У нас был здесь такой случай. Во время богослужения пропала с аналоя Иверская икона Божией Матери. Ко мне подошел сторож во время службы, спрашивает: “Вы сняли эту икону?” — “Нет”. Пропала… Какой-то “благочестивый” христианин подошел, перекрестился, приложился — и она исчезла у него под пальто. Я сказал: “Положи другую икону”. Он положил; через две недели и та ушла. Я тогда обратился к приходу: вот что случилось. Мы можем поступить двояко. Или можем сказать: “Негодяй, чтоб ему ни дна, ни покрышки!” Или сказать: “Для того, чтобы человек во время службы украл два раза иконы, он должен быть либо в крайней материальной нужде, либо в крайней душевной растерянности. Давайте о нем молиться!” Ну, и мы молились. Мы молились не: “Помяни, Господи, вора”, а молились каждый про себя. (Я теперь скобки открою. Есть рассказ из жизни Филарета Московского о том, как работала артель в Троицкой лавре. У артели — тогда люди были бедные — был один топор, и тот исчез. Они пришли к Филарету, говорят: “Что нам делать?” — “А вы соберитесь все в церкви и будем молиться”. Они стали, начали молиться, и через некоторое время Филарет спрашивает: “Молитесь?” — “Молимся, батюшка”. — “Продолжайте”. Дальше помолились. “Молитесь?” — “Молимся”. — “И вор тоже молится?” — “Молюсь, батюшка”. Вот так он попался). Но этот наш вор, что бы я ни говорил в церкви, не отреагировал (я и не спрашивал: “Вор, вор, скажи, скажи!”), молчал. Я тогда жил в церковном доме. Через полгода, за неделю перед Рождеством — звонок. Открыл; стоит человечек, говорит: “Батюшка (или: Владыка), можно у вас поисповедоваться?” Я на него посмотрел, подумал: что-то не то! – и говорю: “Нельзя! Вы хотите за исповедью спрятаться. Вы мне скажите – в чем дело?” Он ответил: “Я украл ваши иконы”. — “В таком случае скажите: вы у других людей крали что-нибудь?” — “Да, крал, у друзей и знакомых”. — “Так иди домой, собери в чемоданчик все краденное и ходи по знакомым. В ящик для писем не кидай, а звони в дверь или стучись. Когда откроют, объясни, отдай, а если в ответ дадут пощечину и спустят с лестницы, подберешься и скажешь: так мне и надо! – и пойдешь к следующему. Когда ты можешь вернуться?” — “Ну, часам к десяти, наверное”. К полуночи его не было, я пошел спать. На следующий день в десять утра он появился. Я говорю: “Мы же сговаривались на десять вечера!” — “Да, – говорит, – но знаете, Владыко, столько было краденного, что я только теперь управился”. Последнее, что он принес, были иконы, которые теперь лежат на этом аналое.

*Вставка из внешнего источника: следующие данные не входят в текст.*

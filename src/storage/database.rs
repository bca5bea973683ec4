//! SQLite database management

use anyhow::{Context, Result};
use chrono::{TimeZone, Utc};
use rusqlite::{params, Connection, OptionalExtension};
use std::path::Path;

use crate::config::Settings;
use crate::storage::models::{Appointment, AppointmentFilter, AppointmentStatus, StoredAnalysis};
use crate::workflow::analysis::{CognitiveLoad, VoiceAnalysisReport};

/// Database wrapper for neurocare
pub struct Database {
    conn: Connection,
}

const CURRENT_SCHEMA_VERSION: i64 = 1;

const APPOINTMENT_COLUMNS: &str = "id, patient_id, patient_name, doctor_id, date, time, reason, \
     symptoms, medical_history, status, audio_url, created_at, updated_at";

impl Database {
    /// Open or create the database
    pub fn open(settings: &Settings) -> Result<Self> {
        let db_path = settings.database_path();

        // Ensure parent directory exists
        if let Some(parent) = db_path.parent() {
            std::fs::create_dir_all(parent)?;
        }

        Self::open_path(&db_path)
    }

    /// Open database at a specific path (useful for testing)
    pub fn open_path(path: &Path) -> Result<Self> {
        let conn = Connection::open(path)
            .with_context(|| format!("Failed to open database: {}", path.display()))?;

        let db = Self { conn };
        db.initialize()?;

        Ok(db)
    }

    /// Open an in-memory database (for testing)
    #[cfg(test)]
    pub fn open_memory() -> Result<Self> {
        let conn = Connection::open_in_memory()?;
        let db = Self { conn };
        db.initialize()?;
        Ok(db)
    }

    /// Initialize database schema
    fn initialize(&self) -> Result<()> {
        self.conn.execute_batch("PRAGMA foreign_keys = ON;")?;

        let current_version = self.schema_version()?;
        if current_version > CURRENT_SCHEMA_VERSION {
            anyhow::bail!(
                "Database schema version {} is newer than supported version {}",
                current_version,
                CURRENT_SCHEMA_VERSION
            );
        }

        if current_version < 1 {
            self.migrate_to_v1()?;
            self.set_schema_version(1)?;
        }

        Ok(())
    }

    /// Current schema version tracked in PRAGMA user_version.
    pub fn schema_version(&self) -> Result<i64> {
        Ok(self
            .conn
            .query_row("PRAGMA user_version;", [], |row| row.get(0))?)
    }

    fn set_schema_version(&self, version: i64) -> Result<()> {
        self.conn
            .execute(&format!("PRAGMA user_version = {}", version), [])?;
        Ok(())
    }

    fn migrate_to_v1(&self) -> Result<()> {
        self.conn.execute_batch(
            r#"
            CREATE TABLE IF NOT EXISTS appointments (
                id TEXT PRIMARY KEY,
                patient_id TEXT NOT NULL,
                patient_name TEXT NOT NULL,
                doctor_id TEXT NOT NULL,
                date TEXT NOT NULL,
                time TEXT NOT NULL,
                reason TEXT NOT NULL,
                symptoms TEXT,
                medical_history TEXT,
                status TEXT NOT NULL DEFAULT 'pending',
                audio_url TEXT,
                created_at INTEGER NOT NULL,
                updated_at INTEGER NOT NULL
            );

            CREATE INDEX IF NOT EXISTS idx_appointments_patient
                ON appointments(patient_id);
            CREATE INDEX IF NOT EXISTS idx_appointments_doctor
                ON appointments(doctor_id, date, time);
            CREATE INDEX IF NOT EXISTS idx_appointments_status
                ON appointments(status);
            "#,
        )?;

        self.conn.execute_batch(
            r#"
            CREATE TABLE IF NOT EXISTS voice_analyses (
                appointment_id TEXT PRIMARY KEY,
                duration_secs INTEGER NOT NULL,
                transcript TEXT NOT NULL,
                speech_rate_wpm INTEGER NOT NULL,
                clarity_score_pct INTEGER NOT NULL,
                confidence_level_pct INTEGER NOT NULL,
                cognitive_load TEXT NOT NULL,
                risk_assessment TEXT NOT NULL,
                recommendations TEXT NOT NULL DEFAULT '[]',
                created_at INTEGER NOT NULL,
                FOREIGN KEY (appointment_id) REFERENCES appointments(id) ON DELETE CASCADE
            );
            "#,
        )?;

        Ok(())
    }

    /// Store an appointment with its voice analysis in one transaction
    pub fn insert_booking(
        &self,
        appointment: &Appointment,
        analysis: &VoiceAnalysisReport,
    ) -> Result<()> {
        let recommendations_json = serde_json::to_string(&analysis.recommendations)?;
        let tx = self.conn.unchecked_transaction()?;

        tx.execute(
            &format!(
                "INSERT INTO appointments ({}) VALUES (?1, ?2, ?3, ?4, ?5, ?6, ?7, ?8, ?9, ?10, ?11, ?12, ?13)",
                APPOINTMENT_COLUMNS
            ),
            params![
                appointment.id,
                appointment.patient_id,
                appointment.patient_name,
                appointment.doctor_id,
                appointment.date,
                appointment.time,
                appointment.reason,
                appointment.symptoms,
                appointment.medical_history,
                appointment.status.as_str(),
                appointment.audio_url,
                appointment.created_at.timestamp(),
                appointment.updated_at.timestamp(),
            ],
        )?;

        tx.execute(
            r#"
            INSERT INTO voice_analyses (appointment_id, duration_secs, transcript, speech_rate_wpm,
                clarity_score_pct, confidence_level_pct, cognitive_load, risk_assessment,
                recommendations, created_at)
            VALUES (?1, ?2, ?3, ?4, ?5, ?6, ?7, ?8, ?9, ?10)
            "#,
            params![
                appointment.id,
                analysis.duration_secs as i64,
                analysis.transcript,
                analysis.speech_rate_wpm,
                analysis.clarity_score_pct,
                analysis.confidence_level_pct,
                analysis.cognitive_load_level.as_str(),
                analysis.risk_assessment,
                recommendations_json,
                appointment.created_at.timestamp(),
            ],
        )?;

        tx.commit()?;
        Ok(())
    }

    /// Get an appointment by ID
    pub fn get_appointment(&self, id: &str) -> Result<Option<Appointment>> {
        let result = self
            .conn
            .query_row(
                &format!("SELECT {} FROM appointments WHERE id = ?1", APPOINTMENT_COLUMNS),
                params![id],
                Self::row_to_appointment,
            )
            .optional()?;

        Ok(result)
    }

    /// Find the newest appointment whose ID starts with `prefix`
    pub fn find_appointment_by_prefix(&self, prefix: &str) -> Result<Option<Appointment>> {
        self.find_appointment_by_prefix_in(prefix, &AppointmentFilter::default())
    }

    /// Like [`Database::find_appointment_by_prefix`], considering only rows
    /// that match `scope`
    pub fn find_appointment_by_prefix_in(
        &self,
        prefix: &str,
        scope: &AppointmentFilter,
    ) -> Result<Option<Appointment>> {
        let pattern = format!("{}%", prefix);

        let result = self
            .conn
            .query_row(
                &format!(
                    "SELECT {}
                     FROM appointments
                     WHERE id LIKE ?1
                       AND (?2 IS NULL OR patient_id = ?2)
                       AND (?3 IS NULL OR doctor_id = ?3)
                       AND (?4 IS NULL OR status = ?4)
                     ORDER BY created_at DESC
                     LIMIT 1",
                    APPOINTMENT_COLUMNS
                ),
                params![
                    pattern,
                    scope.patient_id,
                    scope.doctor_id,
                    scope.status.map(|s| s.as_str()),
                ],
                Self::row_to_appointment,
            )
            .optional()?;

        Ok(result)
    }

    /// List appointments, soonest visit last
    pub fn list_appointments(
        &self,
        filter: &AppointmentFilter,
        limit: usize,
    ) -> Result<Vec<Appointment>> {
        let mut stmt = self.conn.prepare(&format!(
            "SELECT {}
             FROM appointments
             WHERE (?1 IS NULL OR patient_id = ?1)
               AND (?2 IS NULL OR doctor_id = ?2)
               AND (?3 IS NULL OR status = ?3)
             ORDER BY date DESC, time DESC, created_at DESC
             LIMIT ?4",
            APPOINTMENT_COLUMNS
        ))?;

        let appointments = stmt
            .query_map(
                params![
                    filter.patient_id,
                    filter.doctor_id,
                    filter.status.map(|s| s.as_str()),
                    limit as i64,
                ],
                Self::row_to_appointment,
            )?
            .collect::<rusqlite::Result<Vec<_>>>()?;

        Ok(appointments)
    }

    /// Update appointment status. Returns false when no such appointment exists.
    pub fn update_status(&self, id: &str, status: AppointmentStatus) -> Result<bool> {
        let changed = self.conn.execute(
            "UPDATE appointments SET status = ?2, updated_at = ?3 WHERE id = ?1",
            params![id, status.as_str(), Utc::now().timestamp()],
        )?;
        Ok(changed > 0)
    }

    /// Delete an appointment and its analysis
    pub fn delete_appointment(&self, id: &str) -> Result<bool> {
        let changed = self
            .conn
            .execute("DELETE FROM appointments WHERE id = ?1", params![id])?;
        Ok(changed > 0)
    }

    /// Voice analysis attached to an appointment
    pub fn get_analysis(&self, appointment_id: &str) -> Result<Option<StoredAnalysis>> {
        let result = self
            .conn
            .query_row(
                "SELECT appointment_id, duration_secs, transcript, speech_rate_wpm, clarity_score_pct,
                        confidence_level_pct, cognitive_load, risk_assessment, recommendations, created_at
                 FROM voice_analyses WHERE appointment_id = ?1",
                params![appointment_id],
                |row| {
                    let duration: i64 = row.get(1)?;
                    let load: String = row.get(6)?;
                    let recommendations_json: String = row.get(8)?;
                    let created: i64 = row.get(9)?;

                    Ok(StoredAnalysis {
                        appointment_id: row.get(0)?,
                        report: VoiceAnalysisReport {
                            duration_secs: duration.max(0) as u64,
                            transcript: row.get(2)?,
                            speech_rate_wpm: row.get(3)?,
                            clarity_score_pct: row.get(4)?,
                            confidence_level_pct: row.get(5)?,
                            cognitive_load_level: load.parse().unwrap_or(CognitiveLoad::Low),
                            risk_assessment: row.get(7)?,
                            recommendations: serde_json::from_str(&recommendations_json)
                                .unwrap_or_default(),
                        },
                        created_at: timestamp(created),
                    })
                },
            )
            .optional()?;

        Ok(result)
    }

    fn row_to_appointment(row: &rusqlite::Row) -> rusqlite::Result<Appointment> {
        let status_str: String = row.get(9)?;
        let created_timestamp: i64 = row.get(11)?;
        let updated_timestamp: i64 = row.get(12)?;

        Ok(Appointment {
            id: row.get(0)?,
            patient_id: row.get(1)?,
            patient_name: row.get(2)?,
            doctor_id: row.get(3)?,
            date: row.get(4)?,
            time: row.get(5)?,
            reason: row.get(6)?,
            symptoms: row.get(7)?,
            medical_history: row.get(8)?,
            status: status_str.parse().unwrap_or(AppointmentStatus::Pending),
            audio_url: row.get(10)?,
            created_at: timestamp(created_timestamp),
            updated_at: timestamp(updated_timestamp),
        })
    }

    /// Get database statistics
    pub fn get_stats(&self) -> Result<DatabaseStats> {
        let mut stats = DatabaseStats::default();

        let mut stmt = self
            .conn
            .prepare("SELECT status, COUNT(*) FROM appointments GROUP BY status")?;
        let counts = stmt
            .query_map([], |row| Ok((row.get::<_, String>(0)?, row.get::<_, i64>(1)?)))?
            .collect::<rusqlite::Result<Vec<_>>>()?;

        for (status, count) in counts {
            let count = count as usize;
            stats.total_appointments += count;
            match status.parse() {
                Ok(AppointmentStatus::Pending) => stats.pending += count,
                Ok(AppointmentStatus::Scheduled) => stats.scheduled += count,
                Ok(AppointmentStatus::Completed) => stats.completed += count,
                Ok(AppointmentStatus::Cancelled) => stats.cancelled += count,
                Err(_) => {}
            }
        }

        let analyses: i64 = self
            .conn
            .query_row("SELECT COUNT(*) FROM voice_analyses", [], |row| row.get(0))?;
        stats.total_analyses = analyses as usize;

        Ok(stats)
    }
}

fn timestamp(secs: i64) -> chrono::DateTime<Utc> {
    Utc.timestamp_opt(secs, 0).single().unwrap_or_default()
}

/// Database statistics
#[derive(Debug, Clone, Default, PartialEq, Eq)]
pub struct DatabaseStats {
    pub total_appointments: usize,
    pub pending: usize,
    pub scheduled: usize,
    pub completed: usize,
    pub cancelled: usize,
    pub total_analyses: usize,
}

Вот это покаяние. А если бы он, стоя на исповеди, рыдал о том, какой он негодяй, его покаяние длилось бы ровно столько, сколько эмоций хватило бы, а потом прошло; и при нем и краденое, и чистая совесть… Поэтому надо нам к этому относиться очень серьезно, надо мириться с людьми и исправлять ошибки. И это, мне кажется, очень важный момент, который мы пропускаем.

Дальше: мы приходим на исповедь к священнику. Почему к священнику? Как я говорил раньше, мы должны были бы обратиться ко всей общине, потому что если Церковь, по слову Самарина, — общество любви, то, нарушая любовь, мы перестаем быть членом этого общества, и только это общество может нас снова интегрировать в себя. И священник действует от имени этого общества, он не от себя действует. Конечно, ему дана благодать вязать и решить, но не в одиночку; он это делает вместе со всем телом Христовым. То есть со всей Церковью. Из тех слов, которые священник перед исповедью произносит исповедующемуся, очень ясно, что исповедь идет не священнику, а она обращена к Богу в контексте Церкви. Священник говорит: Чадо, Христос невидимо стоит перед тобой, поэтому не усрамись и не убойся меня; я — только свидетель, который должен свидетельствовать о том, что ты исповедуешь. Скажи же все, не обинуясь, и тебя простит Христос… Исповедь идет перед лицом Христа и обращена к Нему, не к священнику.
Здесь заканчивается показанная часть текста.